# Task description
Copy word for word the lines from the start of the records through the line that contains "type ConnectReply = oneshot::Sender<Result<(), ClientError>>;", both included.

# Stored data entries
//! Reconnecting WebSocket client
//!
//! [`WsClient`] is a cheap handle to a background actor task that owns the
//! socket, the reconnect timer, the outbound queue and the handler
//! registry. All state lives on that one task, so nothing here is locked.
//!
//! # Example
//! ```ignore
//! use serde_json::json;
//! use ws_relay::client::{handler, WsClient};
//! use ws_relay::config::ClientConfig;
//!
//! let client = WsClient::new(ClientConfig::new("ws://127.0.0.1:3001/ws"));
//! client.on("echo", handler(|env| {
//!     println!("echoed: {:?}", env.data());
//!     Ok(())
//! }));
//! // Queued, then flushed once the implicit connect succeeds
//! client.send("chat", json!("hi"));
//! ```

pub mod automaton;
pub mod backoff;
pub mod dispatch;
pub mod queue;

use std::future::{pending, Future};
use std::pin::Pin;

use futures_util::stream::{SplitSink, SplitStream};
use futures_util::{SinkExt, StreamExt};
use serde_json::Value;
use tokio::net::TcpStream;
use tokio::sync::{mpsc, oneshot, watch};
use tokio::time::{sleep, Sleep};
use tokio_tungstenite::tungstenite::{self, Message};
use tokio_tungstenite::{connect_async, MaybeTlsStream, WebSocketStream};
use tracing::{debug, error, info, warn};

use crate::config::ClientConfig;
use crate::error::{ClientError, SendError};
use crate::message::Envelope;

pub use automaton::{Action, Automaton, ConnectionState, Event};
pub use backoff::Backoff;
pub use dispatch::{handler, ErrorSink, Handler, HandlerRegistry};
pub use queue::OutboundQueue;

type WsStream = WebSocketStream<MaybeTlsStream<TcpStream>>;
type OpenFuture = Pin<Box<dyn Future<Output = Result<WsStream, tungstenite::Error>> + Send>>;
type ConnectReply = oneshot::Sender<Result<(), ClientError>>;

/// Snapshot of the client's automaton
#[derive(Debug, Clone, Copy, PartialEq, Eq)]
pub struct Status {
    pub state: ConnectionState,
    pub attempts: u32,
}

/// Commands sent from the handle to the client actor
enum ClientCommand {
    Connect { reply: Option<ConnectReply> },
    Send { envelope: Envelope },
    On { kind: String, handler: Handler },
    Off { kind: String, handler: Handler },
    Disconnect,
}

/// Handle to one logical, self-reconnecting connection
///
/// Dropping the handle stops the background task and closes the socket.
pub struct WsClient {
    commands: mpsc::UnboundedSender<ClientCommand>,
    status: watch::Receiver<Status>,
}

impl WsClient {
    /// Create a client in `DISCONNECTED` state
    ///
    /// Must be called from within a tokio runtime.
    pub fn new(config: ClientConfig) -> Self {
        Self::with_handlers(config, HandlerRegistry::new())
    }

    /// Create a client with a pre-built handler registry (e.g. custom error sink)
    pub fn with_handlers(config: ClientConfig, handlers: HandlerRegistry) -> Self {
        let (commands, receiver) = mpsc::unbounded_channel();
        let automaton = Automaton::from_config(&config);
        let (status_tx, status) = watch::channel(Status {
            state: automaton.state(),
            attempts: automaton.attempts(),
        });

        let actor = ClientActor {
            url: config.url,
            automaton,
            queue: OutboundQueue::new(),
            handlers,
            commands: receiver,
            status: status_tx,
            opening: None,
            reader: None,
            writer: None,
            reconnect_timer: None,
            waiters: Vec::new(),
        };
        tokio::spawn(actor.run());

        Self { commands, status }
    }

    /// Connect, resolving with the outcome of the first attempt
    ///
    /// Later automatic reconnects are only visible through [`state`](Self::state)
    /// and the registered handlers.
    pub async fn connect(&self) -> Result<(), ClientError> {
        let (reply, rx) = oneshot::channel();
        self.command(ClientCommand::Connect { reply: Some(reply) })?;
        rx.await.map_err(|_| ClientError::ActorGone)?
    }

    /// Send an application envelope, queueing it while not connected
    ///
    /// Never blocks. Triggers a connect if the client is `DISCONNECTED`.
    pub fn send(&self, kind: impl Into<String>, data: Value) {
        self.send_envelope(Envelope::application(kind, data));
    }

    pub fn send_envelope(&self, envelope: Envelope) {
        if self.command(ClientCommand::Send { envelope }).is_err() {
            warn!("Client task stopped, message dropped");
        }
    }

    pub fn on(&self, kind: impl Into<String>, handler: Handler) {
        let _ = self.command(ClientCommand::On {
            kind: kind.into(),
            handler,
        });
    }

    pub fn off(&self, kind: impl Into<String>, handler: &Handler) {
        let _ = self.command(ClientCommand::Off {
            kind: kind.into(),
            handler: handler.clone(),
        });
    }

    /// Cancel any pending reconnect and close the socket; the queue is kept
    pub fn disconnect(&self) {
        let _ = self.command(ClientCommand::Disconnect);
    }

    pub fn status(&self) -> Status {
        *self.status.borrow()
    }

    pub fn state(&self) -> ConnectionState {
        self.status().state
    }

    pub fn attempts(&self) -> u32 {
        self.status().attempts
    }

    /// Wait until the automaton reaches `state`
    pub async fn wait_for_state(&self, state: ConnectionState) -> Result<Status, ClientError> {
        let mut status = self.status.clone();
        let reached = status
            .wait_for(|s| s.state == state)
            .await
            .map_err(|_| ClientError::ActorGone)?;
        Ok(*reached)
    }

    fn command(&self, cmd: ClientCommand) -> Result<(), ClientError> {
        self.commands.send(cmd).map_err(|_| ClientError::ActorGone)
    }
}

/// Background task driving the automaton
struct ClientActor {
    url: String,
    automaton: Automaton,
    queue: OutboundQueue,
    handlers: HandlerRegistry,
    commands: mpsc::UnboundedReceiver<ClientCommand>,
    status: watch::Sender<Status>,
    /// In-flight handshake
    opening: Option<OpenFuture>,
    reader: Option<SplitStream<WsStream>>,
    /// Feeds the writer task while the socket is open
    writer: Option<mpsc::UnboundedSender<Message>>,
    /// The single pending reconnect timer
    reconnect_timer: Option<Pin<Box<Sleep>>>,
    /// `connect()` callers waiting on the current attempt
    waiters: Vec<ConnectReply>,
}

impl ClientActor {
    async fn run(mut self) {
        debug!("Client task started for {}", self.url);

        loop {
            tokio::select! {
                cmd = self.commands.recv() => match cmd {
                    Some(cmd) => self.handle_command(cmd),
                    None => break,
                },
                opened = poll_slot(&mut self.opening) => {
                    self.opening = None;
                    self.handle_open_result(opened);
                }
                frame = next_frame(&mut self.reader) => self.handle_frame(frame),
                () = poll_slot(&mut self.reconnect_timer) => {
                    self.reconnect_timer = None;
                    self.apply(Event::TimerFired);
                }
            }
        }

        self.apply(Event::Disconnect);
        self.settle(Err(ClientError::Disconnected));
        debug!("Client task stopped for {}", self.url);
    }

    fn handle_command(&mut self, cmd: ClientCommand) {
        match cmd {
            ClientCommand::Connect { reply } => {
                if self.automaton.state() == ConnectionState::Open {
                    if let Some(reply) = reply {
                        let _ = reply.send(Ok(()));
                    }
                    return;
                }
                self.waiters.extend(reply);
                self.apply(Event::Connect);
            }
            ClientCommand::Send { envelope } => self.handle_send(envelope),
            ClientCommand::On { kind, handler } => self.handlers.on(kind, handler),
            ClientCommand::Off { kind, handler } => {
                self.handlers.off(&kind, &handler);
            }
            ClientCommand::Disconnect => {
                self.apply(Event::Disconnect);
                self.settle(Err(ClientError::Disconnected));
            }
        }
    }

    fn handle_send(&mut self, envelope: Envelope) {
        match self.automaton.state() {
            ConnectionState::Open => {
                if let Err(e) = transmit(&self.writer, &envelope) {
                    // Socket is going away; the close will show up on the reader
                    debug!("Transmit failed ({}), queueing message", e);
                    self.queue.enqueue(envelope);
                }
            }
            ConnectionState::Disconnected => {
                warn!("WebSocket is not connected, message queued");
                self.queue.enqueue(envelope);
                self.apply(Event::Connect);
            }
            ConnectionState::Connecting | ConnectionState::ReconnectWait => {
                debug!("Connection not open yet, message queued");
                self.queue.enqueue(envelope);
            }
        }
    }

    fn handle_open_result(&mut self, result: Result<WsStream, tungstenite::Error>) {
        match result {
            Ok(ws) => {
                let (sink, stream) = ws.split();
                self.reader = Some(stream);
                self.writer = Some(spawn_writer(sink));
                info!("WebSocket connected to {}", self.url);
                self.apply(Event::Opened);
                self.settle(Ok(()));
            }
            Err(e) => {
                warn!("Failed to connect to {}: {}", self.url, e);
                self.settle(Err(ClientError::ConnectFailed(e.to_string())));
                self.apply(Event::Closed);
            }
        }
    }

    fn handle_frame(&mut self, frame: Option<Result<Message, tungstenite::Error>>) {
        let parsed = match frame {
            Some(Ok(Message::Text(text))) => Envelope::from_json(&text),
            Some(Ok(Message::Binary(data))) => serde_json::from_slice::<Envelope>(&data),
            Some(Ok(Message::Ping(_) | Message::Pong(_) | Message::Frame(_))) => return,
            Some(Ok(Message::Close(_))) | None => {
                info!("WebSocket disconnected");
                self.drop_transport();
                self.apply(Event::Closed);
                return;
            }
            Some(Err(e)) => {
                error!("WebSocket error: {}", e);
                self.drop_transport();
                self.apply(Event::Closed);
                return;
            }
        };

        match parsed {
            Ok(envelope) => {
                if envelope.is_error() {
                    warn!("Server reported an error: {:?}", envelope.body);
                }
                self.handlers.dispatch(&envelope);
            }
            Err(e) => error!("Error parsing WebSocket message: {}", e),
        }
    }

    /// Run the automaton and carry out its actions
    fn apply(&mut self, event: Event) {
        for action in self.automaton.handle(event) {
            self.perform(action);
        }
        self.status.send_replace(Status {
            state: self.automaton.state(),
            attempts: self.automaton.attempts(),
        });
    }

    fn perform(&mut self, action: Action) {
        match action {
            Action::OpenTransport => {
                let url = self.url.clone();
                self.opening = Some(Box::pin(async move {
                    connect_async(url).await.map(|(ws, _response)| ws)
                }));
            }
            Action::CloseTransport => self.drop_transport(),
            Action::FlushQueue => {
                let queued = self.queue.len();
                match self.queue.flush(|envelope| transmit(&self.writer, envelope)) {
                    Ok(sent) => debug!("Flushed {} queued message(s)", sent),
                    Err(e) => warn!(
                        "Flush stopped after {} of {} message(s): {}",
                        queued - self.queue.len(),
                        queued,
                        e
                    ),
                }
            }
            Action::ScheduleReconnect { attempt, delay } => {
                info!(
                    "Reconnecting in {:?} (attempt {}/{})",
                    delay,
                    attempt,
                    self.automaton.max_attempts()
                );
                self.reconnect_timer = Some(Box::pin(sleep(delay)));
            }
            Action::CancelTimer => self.reconnect_timer = None,
            Action::GiveUp => warn!(
                "Giving up on {} after {} attempt(s)",
                self.url,
                self.automaton.attempts()
            ),
        }
    }

    /// Drop the socket halves; the writer task sends a close frame on its way out
    fn drop_transport(&mut self) {
        self.opening = None;
        self.reader = None;
        self.writer = None;
    }

    /// Resolve every pending `connect()` with the same outcome
    fn settle(&mut self, outcome: Result<(), ClientError>) {
        for waiter in self.waiters.drain(..) {
            let _ = waiter.send(outcome.clone());
        }
    }
}

/// Serialize and hand an envelope to the writer task
fn transmit(
    writer: &Option<mpsc::UnboundedSender<Message>>,
    envelope: &Envelope,
) -> Result<(), SendError> {
    let writer = writer.as_ref().ok_or(SendError::ChannelClosed)?;
    match envelope.to_json() {
        Ok(json) => writer
            .send(Message::Text(json.into()))
            .map_err(|_| SendError::ChannelClosed),
        Err(e) => {
            error!("Failed to serialize envelope: {}", e);
            Ok(())
        }
    }
}

/// Spawn the write task (Message -> WebSocket)
fn spawn_writer(mut sink: SplitSink<WsStream, Message>) -> mpsc::UnboundedSender<Message> {
    let (tx, mut rx) = mpsc::unbounded_channel::<Message>();
    tokio::spawn(async move {
        while let Some(msg) = rx.recv().await {
            if let Err(e) = sink.send(msg).await {
                debug!("WebSocket send failed, ending write task: {}", e);
                break;
            }
        }
        let _ = sink.close().await;
    });
    tx
}

/// Await the future in `slot`, or never resolve when it is empty
async fn poll_slot<F>(slot: &mut Option<F>) -> F::Output
where
    F: Future + Unpin,
{
    match slot {
        Some(fut) => fut.await,
        None => pending().await,
    }
}

async fn next_frame(
    reader: &mut Option<SplitStream<WsStream>>,
) -> Option<Result<Message, tungstenite::Error>> {
    match reader {
        Some(stream) => stream.next().await,
        None => pending().await,
    }
}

# The completed task
//! Reconnecting WebSocket client
//!
//! [`WsClient`] is a cheap handle to a background actor task that owns the
//! socket, the reconnect timer, the outbound queue and the handler
//! registry. All state lives on that one task, so nothing here is locked.
//!
//! # Example
//! ```ignore
//! use serde_json::json;
//! use ws_relay::client::{handler, WsClient};
//! use ws_relay::config::ClientConfig;
//!
//! let client = WsClient::new(ClientConfig::new("ws://127.0.0.1:3001/ws"));
//! client.on("echo", handler(|env| {
//!     println!("echoed: {:?}", env.data());
//!     Ok(())
//! }));
//! // Queued, then flushed once the implicit connect succeeds
//! client.send("chat", json!("hi"));
//! ```

pub mod automaton;
pub mod backoff;
pub mod dispatch;
pub mod queue;

use std::future::{pending, Future};
use std::pin::Pin;

use futures_util::stream::{SplitSink, SplitStream};
use futures_util::{SinkExt, StreamExt};
use serde_json::Value;
use tokio::net::TcpStream;
use tokio::sync::{mpsc, oneshot, watch};
use tokio::time::{sleep, Sleep};
use tokio_tungstenite::tungstenite::{self, Message};
use tokio_tungstenite::{connect_async, MaybeTlsStream, WebSocketStream};
use tracing::{debug, error, info, warn};

use crate::config::ClientConfig;
use crate::error::{ClientError, SendError};
use crate::message::Envelope;

pub use automaton::{Action, Automaton, ConnectionState, Event};
pub use backoff::Backoff;
pub use dispatch::{handler, ErrorSink, Handler, HandlerRegistry};
pub use queue::OutboundQueue;

type WsStream = WebSocketStream<MaybeTlsStream<TcpStream>>;
type OpenFuture = Pin<Box<dyn Future<Output = Result<WsStream, tungstenite::Error>> + Send>>;
type ConnectReply = oneshot::Sender<Result<(), ClientError>>;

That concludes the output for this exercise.